The privacy of Internet users "is not absolute," according to a statement from a five-country coalition that includes the United States following a meeting about security, with the overall theme demanding technology companies to make social networks and messaging services safer and to offer more support to government agencies to break encryption and access potentially sensitive data.
The meeting, which took place from August 28 to August 29 on Australia's Gold Coast, and included representatives from the governments of the United States, United Kingdom, New Zealand, Canada, and Australia. Described as a forum for collaboration between the countries on domestic security issues, this year's meeting focused on cyber security, counter-terrorism, and countering violent extremism.
In a "Statement of Principles on Access to Evidence and Encryption," the group claims they are committed to personal rights and privacy, supporting the role of encryption to protect said rights. At the same time, the "increasing use and sophistication of certain encryption designs" are said to make things difficult for security agencies in combatting serious crimes and threats to national security, with the same encryption systems used to protect citizens also protecting criminals and terrorists.
"Privacy laws must prevent arbitrary or unlawful interference, but privacy is not absolute," the statement reads. "It is an established principle that appropriate government authorities should be able to seek access to otherwise private information when a court or independent authority has authorized such access based on established legal standards. The same principles have long permitted government authorities to search homes, vehicles, and personal effects with valid legal authority."
Calling the increasing gap between the ability for agencies to lawfully acquire the data and the ability to use said data a "pressing international concern" that requires informed debate, the statement goes on to note "Each of the Five Eyes jurisdictions will consider how best to implement the principles" of the statement.
Three principles are offered in the statement, with the first of "Mutual Responsibility" passing some of the responsibility to other stakeholders, including firms involved in telecommunications. Highlighting a "will to work with technology providers" to ensure citizens have access to their data, it goes on to note these firms also need to help assist with the execution of legal orders.
In the majority of cases, major tech companies already provide assistance, with Apple even issuing guidelines in 2014 on how law enforcement and other agencies can request user data. In the case of 2015's San Bernardino attack, the FBI requested data from Apple just three days after the attack, and for some requests, providing data within the same day.
The second principle reaffirms that all assistance that governments request from tech companies is "underpinned by the rule of law and due process protections," in order to maintain democratic societal values.

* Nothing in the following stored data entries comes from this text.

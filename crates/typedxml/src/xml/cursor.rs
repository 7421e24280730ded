//! Byte cursor for XML input navigation

use crate::error::Pos;

/// Cursor for navigating byte input with position tracking
#[derive(Clone, Debug)]
pub struct Cursor<'a> {
    input: &'a [u8],
    pos: usize,
    line: u32,
    col: u32,
}

impl<'a> Cursor<'a> {
    /// Create cursor from byte slice
    pub const fn new(input: &'a [u8]) -> Self {
        Self {
            input,
            pos: 0,
            line: 1,
            col: 1,
        }
    }

    /// Get current byte without consuming
    pub fn current(&self) -> Option<u8> {
        self.input.get(self.pos).copied()
    }

    /// Peek at byte ahead without consuming
    pub fn peek(&self, ahead: usize) -> Option<u8> {
        self.input.get(self.pos.saturating_add(ahead)).copied()
    }

    /// Check whether the remaining input begins with `pattern`
    pub fn starts_with(&self, pattern: &[u8]) -> bool {
        self.remaining().starts_with(pattern)
    }

    /// Advance cursor by one byte
    pub fn advance(&mut self) {
        if let Some(b) = self.current() {
            self.pos += 1;
            if b == b'\n' {
                self.line += 1;
                self.col = 1;
            } else if b & 0xC0 != 0x80 {
                // continuation bytes of a multi-byte char do not move the column
                self.col += 1;
            }
        }
    }

    /// Advance cursor by `n` bytes
    pub fn advance_by(&mut self, n: usize) {
        for _ in 0..n {
            self.advance();
        }
    }

    /// Skip XML whitespace
    pub fn skip_whitespace(&mut self) {
        while let Some(b) = self.current() {
            if matches!(b, b' ' | b'\t' | b'\n' | b'\r') {
                self.advance();
            } else {
                break;
            }
        }
    }

    /// Consume byte if it matches
    pub fn consume(&mut self, expected: u8) -> bool {
        if self.current() == Some(expected) {
            self.advance();
            true
        } else {
            false
        }
    }

    /// Get current position
    pub const fn position(&self) -> Pos {
        Pos::new(self.pos, self.line, self.col)
    }

    /// Check if at end of input
    pub const fn is_eof(&self) -> bool {
        self.pos >= self.input.len()
    }

    /// Total input length in bytes
    pub const fn len(&self) -> usize {
        self.input.len()
    }

    /// Get remaining bytes
    pub fn remaining(&self) -> &'a [u8] {
        self.input.get(self.pos..).unwrap_or_default()
    }

    /// Get current position index
    pub const fn pos(&self) -> usize {
        self.pos
    }

    /// Get slice from start to current position
    pub fn slice_from(&self, start: usize) -> &'a [u8] {
        self.input.get(start..self.pos).unwrap_or_default()
    }
}
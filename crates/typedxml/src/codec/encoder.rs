use crate::codec::{TypeTag, ELEMENT_NAME, KEY_ATTR, TYPE_ATTR};
use crate::diagnostics::Diagnostics;
use crate::value::Value;
use crate::xml::{is_xml_char, Element};

/// Write `value` into `node`, setting its `type` attribute and children.
///
/// Mapping entries are written in lexicographic key order so the same value
/// always produces the same tree. A `Null`, or text holding characters XML
/// cannot carry, leaves `node` untouched apart from a recorded warning;
/// mapping entries whose key holds such characters are left out.
pub fn encode(value: &Value, node: &mut Element, diagnostics: &mut Diagnostics) {
    match value {
        Value::Sequence(items) => {
            node.set_attribute(TYPE_ATTR, TypeTag::List.as_str());
            for item in items {
                let mut element = Element::new(ELEMENT_NAME);
                encode(item, &mut element, diagnostics);
                node.push_element(element);
            }
        }
        Value::Mapping(mapping) => {
            node.set_attribute(TYPE_ATTR, TypeTag::Dict.as_str());
            for (key, item) in mapping.sorted_entries() {
                if !key.chars().all(is_xml_char) {
                    diagnostics.warn(format!(
                        "key {key:?} holds characters XML cannot carry, skipped on export"
                    ));
                    continue;
                }
                let mut element = Element::new(ELEMENT_NAME);
                element.set_attribute(KEY_ATTR, key);
                encode(item, &mut element, diagnostics);
                node.push_element(element);
            }
        }
        Value::Bool(b) => set_scalar(node, TypeTag::Bool, format_bool(*b)),
        Value::Int(n) => set_scalar(node, TypeTag::Int, n.to_string()),
        Value::Float(n) => set_scalar(node, TypeTag::Float, format_float(*n)),
        Value::Text(text) if !text.chars().all(is_xml_char) => {
            diagnostics.warn(format!(
                "text for {} holds characters XML cannot carry, skipped on export",
                location(node)
            ));
        }
        Value::Text(text) => set_scalar(node, TypeTag::String, text.clone()),
        Value::Null => {
            diagnostics.warn(format!(
                "invalid type {} found for {} on export, skipped",
                value.kind_name(),
                location(node)
            ));
        }
    }
}

fn location(node: &Element) -> String {
    node.attribute(KEY_ATTR)
        .map_or_else(|| "unkeyed value".to_string(), |key| format!("key '{key}'"))
}

fn set_scalar(node: &mut Element, tag: TypeTag, text: String) {
    node.set_attribute(TYPE_ATTR, tag.as_str());
    node.push_text(text);
}

pub(crate) fn format_bool(value: bool) -> String {
    let text = if value { "True" } else { "False" };
    text.to_string()
}

/// Shortest decimal that parses back to `value`.
///
/// Decimal exponents below -4 or from 16 up switch to scientific notation
/// with a signed, two-digit minimum exponent (`1e+16`, `1.5e-05`); other
/// integral values keep a `.0` so the text still reads as a float.
pub(crate) fn format_float(value: f64) -> String {
    if value.is_nan() {
        return "nan".to_string();
    }
    if value.is_infinite() {
        return if value > 0.0 { "inf" } else { "-inf" }.to_string();
    }

    let scientific = format!("{value:e}");
    if let Some((mantissa, exponent)) = scientific.split_once('e') {
        if let Ok(exponent) = exponent.parse::<i32>() {
            if !(-4..16).contains(&exponent) {
                let sign = if exponent < 0 { '-' } else { '+' };
                return format!("{mantissa}e{sign}{:02}", exponent.unsigned_abs());
            }
        }
    }

    let text = value.to_string();
    if text.contains('.') {
        text
    } else {
        format!("{text}.0")
    }
}
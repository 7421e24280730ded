//! Import/export entry points and the host collaborators they call
//!
//! A host wires three things together: a [`HandlerLocator`] that finds the
//! settings holder, the [`BodyHandler`] that turns that holder into document
//! bytes and back, and a [`DataBundle`] that stores the files of a snapshot.

use indexmap::IndexMap;
use tracing::{debug, instrument};

use crate::diagnostics::Diagnostics;
use crate::error::Result;

/// Named file store of a configuration snapshot
pub trait DataBundle {
    /// Read a file; `Ok(None)` if the bundle has no such file
    fn read_data_file(&self, filename: &str) -> Result<Option<Vec<u8>>>;

    fn write_data_file(&mut self, filename: &str, body: &[u8], mime_type: &str) -> Result<()>;
}

/// Serializes a settings holder to a document body and back
pub trait BodyHandler {
    fn name(&self) -> &str;

    fn suffix(&self) -> &str;

    fn mime_type(&self) -> &str;

    /// Bundle file name: name followed by suffix
    fn filename(&self) -> String {
        format!("{}{}", self.name(), self.suffix())
    }

    /// Export the holder; `None` if no body could be produced
    fn body(&self, diagnostics: &mut Diagnostics) -> Option<Vec<u8>>;

    /// Import `body` into the holder, returning the keys that were written
    fn set_body(&mut self, body: &[u8], diagnostics: &mut Diagnostics) -> Result<Vec<String>>;
}

/// Finds the handler for the settings holder, if the site has one
pub trait HandlerLocator {
    type Handler: BodyHandler;

    fn locate(&mut self) -> Option<&mut Self::Handler>;
}

impl<H: BodyHandler> HandlerLocator for Option<H> {
    type Handler = H;

    fn locate(&mut self) -> Option<&mut H> {
        self.as_mut()
    }
}

/// Holders registered by name, one of which is looked up by a well-known name
#[derive(Debug, Clone)]
pub struct NamedLocator<H> {
    target: String,
    holders: IndexMap<String, H>,
}

impl<H> NamedLocator<H> {
    pub fn new(target: impl Into<String>) -> Self {
        Self {
            target: target.into(),
            holders: IndexMap::new(),
        }
    }

    pub fn register(&mut self, name: impl Into<String>, handler: H) -> Option<H> {
        self.holders.insert(name.into(), handler)
    }

    pub fn with(mut self, name: impl Into<String>, handler: H) -> Self {
        self.register(name, handler);
        self
    }

    pub fn target(&self) -> &str {
        &self.target
    }

    pub fn get(&self, name: &str) -> Option<&H> {
        self.holders.get(name)
    }

    pub fn into_inner(self) -> IndexMap<String, H> {
        self.holders
    }
}

impl<H: BodyHandler> HandlerLocator for NamedLocator<H> {
    type Handler = H;

    fn locate(&mut self) -> Option<&mut H> {
        self.holders.get_mut(&self.target)
    }
}

/// Why an import or export did nothing
#[derive(Clone, Copy, Debug, PartialEq, Eq)]
pub enum SkipReason {
    MissingHandler,
    MissingFile,
    MissingBody,
}

/// Result of a completed import or export step
#[derive(Clone, Debug, PartialEq, Eq)]
pub enum Outcome {
    Imported { filename: String, keys: Vec<String> },
    Exported { filename: String, bytes: usize },
    Skipped(SkipReason),
}

/// Import the handler's file from `bundle` into the settings holder.
///
/// Missing handler and missing file are no-ops. Keys not present in the
/// document keep their current values.
#[instrument(skip_all)]
pub fn import_settings<L, B>(
    locator: &mut L,
    bundle: &B,
    diagnostics: &mut Diagnostics,
) -> Result<Outcome>
where
    L: HandlerLocator + ?Sized,
    B: DataBundle + ?Sized,
{
    let Some(handler) = locator.locate() else {
        diagnostics.warn("can't handle settings, no settings handler found");
        return Ok(Outcome::Skipped(SkipReason::MissingHandler));
    };

    let filename = handler.filename();
    let Some(body) = bundle.read_data_file(&filename)? else {
        diagnostics.info(format!("no settings file found: {filename}"));
        return Ok(Outcome::Skipped(SkipReason::MissingFile));
    };

    debug!(%filename, bytes = body.len(), "importing settings");
    let keys = handler.set_body(&body, diagnostics)?;
    Ok(Outcome::Imported { filename, keys })
}

/// Export the settings holder into `bundle` under the handler's file name.
#[instrument(skip_all)]
pub fn export_settings<L, B>(
    locator: &mut L,
    bundle: &mut B,
    diagnostics: &mut Diagnostics,
) -> Result<Outcome>
where
    L: HandlerLocator + ?Sized,
    B: DataBundle + ?Sized,
{
    let Some(handler) = locator.locate() else {
        diagnostics.warn("can't handle settings, no settings handler found");
        return Ok(Outcome::Skipped(SkipReason::MissingHandler));
    };

    let filename = handler.filename();
    let Some(body) = handler.body(diagnostics) else {
        diagnostics.warn(format!("problem getting settings for {filename}"));
        return Ok(Outcome::Skipped(SkipReason::MissingBody));
    };

    debug!(%filename, bytes = body.len(), "exporting settings");
    bundle.write_data_file(&filename, &body, handler.mime_type())?;
    Ok(Outcome::Exported {
        filename,
        bytes: body.len(),
    })
}

#[cfg(test)]
mod tests {
    use super::*;
    use crate::bundle::MemoryBundle;

    /// Handler that never produces a body and records what it was given
    #[derive(Default)]
    struct Silent {
        received: Vec<Vec<u8>>,
    }

    impl BodyHandler for Silent {
        fn name(&self) -> &str {
            "silent"
        }

        fn suffix(&self) -> &str {
            ".xml"
        }

        fn mime_type(&self) -> &str {
            "text/xml"
        }

        fn body(&self, _diagnostics: &mut Diagnostics) -> Option<Vec<u8>> {
            None
        }

        fn set_body(&mut self, body: &[u8], _diagnostics: &mut Diagnostics) -> Result<Vec<String>> {
            self.received.push(body.to_vec());
            Ok(Vec::new())
        }
    }

    #[test]
    fn test_missing_handler() -> Result<()> {
        let mut locator: Option<Silent> = None;
        let mut bundle = MemoryBundle::new();
        let mut diagnostics = Diagnostics::new();

        let outcome = export_settings(&mut locator, &mut bundle, &mut diagnostics)?;
        assert_eq!(outcome, Outcome::Skipped(SkipReason::MissingHandler));
        let outcome = import_settings(&mut locator, &bundle, &mut diagnostics)?;
        assert_eq!(outcome, Outcome::Skipped(SkipReason::MissingHandler));
        assert_eq!(diagnostics.warnings().count(), 2);
        assert!(bundle.is_empty());
        Ok(())
    }

    #[test]
    fn test_missing_file_is_info() -> Result<()> {
        let mut locator = Some(Silent::default());
        let bundle = MemoryBundle::new();
        let mut diagnostics = Diagnostics::new();

        let outcome = import_settings(&mut locator, &bundle, &mut diagnostics)?;
        assert_eq!(outcome, Outcome::Skipped(SkipReason::MissingFile));
        assert!(!diagnostics.has_warnings());
        assert_eq!(diagnostics.len(), 1);
        Ok(())
    }

    #[test]
    fn test_missing_body_writes_nothing() -> Result<()> {
        let mut locator = Some(Silent::default());
        let mut bundle = MemoryBundle::new();
        let mut diagnostics = Diagnostics::new();

        let outcome = export_settings(&mut locator, &mut bundle, &mut diagnostics)?;
        assert_eq!(outcome, Outcome::Skipped(SkipReason::MissingBody));
        assert!(bundle.is_empty());
        assert!(diagnostics.has_warnings());
        Ok(())
    }

    #[test]
    fn test_import_hands_file_to_handler() -> Result<()> {
        let mut locator = NamedLocator::new("pasldap").with("pasldap", Silent::default());
        let mut bundle = MemoryBundle::new();
        bundle.write_data_file("silent.xml", b"<object/>", "text/xml")?;
        let mut diagnostics = Diagnostics::new();

        let outcome = import_settings(&mut locator, &bundle, &mut diagnostics)?;
        assert_eq!(
            outcome,
            Outcome::Imported {
                filename: "silent.xml".to_string(),
                keys: Vec::new(),
            }
        );
        let received = locator.get("pasldap").map(|h| h.received.clone());
        assert_eq!(received, Some(vec![b"<object/>".to_vec()]));
        Ok(())
    }

    #[test]
    fn test_named_locator_misses_other_names() {
        let mut locator = NamedLocator::new("pasldap").with("other", Silent::default());
        assert!(locator.locate().is_none());
        assert_eq!(locator.target(), "pasldap");
    }
}
#![no_main]
use libfuzzer_sys::fuzz_target;
use typedxml::{
    import_settings, DataBundle, Diagnostics, Mapping, MemoryBundle, XmlSettingsAdapter,
};

fuzz_target!(|data: &[u8]| {
    let mut bundle = MemoryBundle::new();
    if bundle.write_data_file("ldapsettings.xml", data, "text/xml").is_err() {
        return;
    }
    let mut locator = Some(XmlSettingsAdapter::new(Mapping::new()));
    let mut diagnostics = Diagnostics::new();
    let _ = import_settings(&mut locator, &bundle, &mut diagnostics);
});
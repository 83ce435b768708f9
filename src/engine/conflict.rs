use rust_decimal::Decimal;
use ulid::Ulid;

use crate::model::*;

use super::EngineError;

const DAY_MS: Ms = 86_400_000;

pub(crate) fn now_ms() -> Ms {
    std::time::SystemTime::now()
        .duration_since(std::time::UNIX_EPOCH)
        .unwrap()
        .as_millis() as Ms
}

pub(crate) fn validate_span(span: &Span) -> Result<(), EngineError> {
    use crate::limits::*;
    if span.start >= span.end {
        return Err(EngineError::InvalidRange);
    }
    if span.start < MIN_VALID_TIMESTAMP_MS || span.end > MAX_VALID_TIMESTAMP_MS {
        return Err(EngineError::LimitExceeded("timestamp out of range"));
    }
    if span.duration_ms() > MAX_SPAN_DURATION_MS {
        return Err(EngineError::LimitExceeded("rental span too wide"));
    }
    Ok(())
}

/// First active booking whose span intersects `span`, if any.
/// Cancelled bookings never participate — a cancelled slot is free
/// forever. Half-open intervals: a return and a pickup at the same
/// instant do not conflict.
pub(crate) fn find_conflict(vs: &VehicleState, span: &Span) -> Option<Ulid> {
    vs.overlapping(span)
        .find(|b| b.status.is_active())
        .map(|b| b.id)
}

pub(crate) fn check_no_conflict(vs: &VehicleState, span: &Span) -> Result<(), EngineError> {
    match find_conflict(vs, span) {
        Some(id) => Err(EngineError::SlotConflict(id)),
        None => Ok(()),
    }
}

/// Billable days: duration rounded UP to whole days. A 25-hour rental
/// bills as 2 days.
pub(crate) fn rental_days(span: &Span) -> i64 {
    (span.duration_ms() as u64).div_ceil(DAY_MS as u64) as i64
}

pub(crate) fn rental_price(span: &Span, price_per_day: Decimal) -> Decimal {
    Decimal::from(rental_days(span)) * price_per_day
}

#[cfg(test)]
mod tests {
    use super::*;

    const H: Ms = 3_600_000;

    #[test]
    fn exactly_24h_bills_one_day() {
        assert_eq!(rental_days(&Span::new(0, 24 * H)), 1);
    }

    #[test]
    fn one_second_over_bills_two_days() {
        assert_eq!(rental_days(&Span::new(0, 24 * H + 1_000)), 2);
    }

    #[test]
    fn partial_day_rounds_up() {
        assert_eq!(rental_days(&Span::new(0, H)), 1);
        assert_eq!(rental_days(&Span::new(0, 25 * H)), 2);
        assert_eq!(rental_days(&Span::new(0, 48 * H)), 2);
    }

    #[test]
    fn price_is_days_times_rate() {
        let rate = Decimal::new(995, 1); // 99.5/day
        assert_eq!(rental_price(&Span::new(0, 48 * H), rate), Decimal::from(199));
        assert_eq!(
            rental_price(&Span::new(0, 49 * H), rate),
            Decimal::new(2985, 1) // 3 days
        );
    }

    #[test]
    fn validate_rejects_inverted_and_empty() {
        assert!(matches!(
            validate_span(&Span { start: 2_000_000_000_000, end: 1_700_000_000_000 }),
            Err(EngineError::InvalidRange)
        ));
        assert!(matches!(
            validate_span(&Span { start: 1_700_000_000_000, end: 1_700_000_000_000 }),
            Err(EngineError::InvalidRange)
        ));
    }

    #[test]
    fn validate_rejects_out_of_range_timestamps() {
        assert!(matches!(
            validate_span(&Span { start: 0, end: 1_700_000_000_000 }),
            Err(EngineError::LimitExceeded(_))
        ));
    }

    #[test]
    fn validate_rejects_oversized_span() {
        let start = 1_700_000_000_000;
        let end = start + crate::limits::MAX_SPAN_DURATION_MS + 1;
        assert!(matches!(
            validate_span(&Span { start, end }),
            Err(EngineError::LimitExceeded(_))
        ));
    }
}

The last, "Freedom of choice for lawful access solutions," encourages tech companies to "voluntarily establish lawful access solutions to their products and services that they create or operate" in the countries. While governments should not favor a particular technology, the firms providing access should be able to create their own custom solutions tailored to their particular architecture, while still being capable of providing lawful access.
The Freedom of Choice section seems to be a request for companies to produce a "back door" into their products, something that has been central to similar encryption debates over the years. While providing backdoor access would help governments, critics and the companies themselves argue that it would fundamentally weaken encryption for everyone, and wouldn't stop determined criminals from moving on to another more-secure platform or creating their own hard-to-crack encryption scheme.
In a separate statement on "Countering the Illicit Use of Online Spaces," the governmental group discuss the need for online spaces to be safe, and are "gravely concerned" about illegal online content, "particularly the online sexual exploitation of children." Noting that the dark web is not the only source for such content, the group claims social networks and other communications systems are "perpetuating the most abhorrent kinds of child sexual exploitation."
There is also a need to build upon existing efforts to combat terrorist use of online spaces to share radicalization materials, with the group noting that some process has been made to tackle the issue, but it is far from complete. Lastly, the same online spaces are being used to "undermine democratic institutions," an issue that is "delegitimizing the benefits and opportunities that communications and social media platforms create."
The group makes a number of demands for firms in the industry, including the need to develop and implement ways to prevent illegal content from being uploaded at all, and to immediately takedown content that makes it online. For existing content, automated and human systems are needed to "seek out and remove legacy content."
To protect users, the group recommends user safety is built into the design of all online platforms and services. The companies should also set "ambitious industry standards" over such content, and to increase assistance to smaller firms in developing and deploying their own illicit content countermeasures.
The Five Country Ministerial finishes by suggesting "Through the same innovation and cross-sectoral collaboration that has underpinned so many technological advances, the challenge of countering illicit online content is not insurmountable."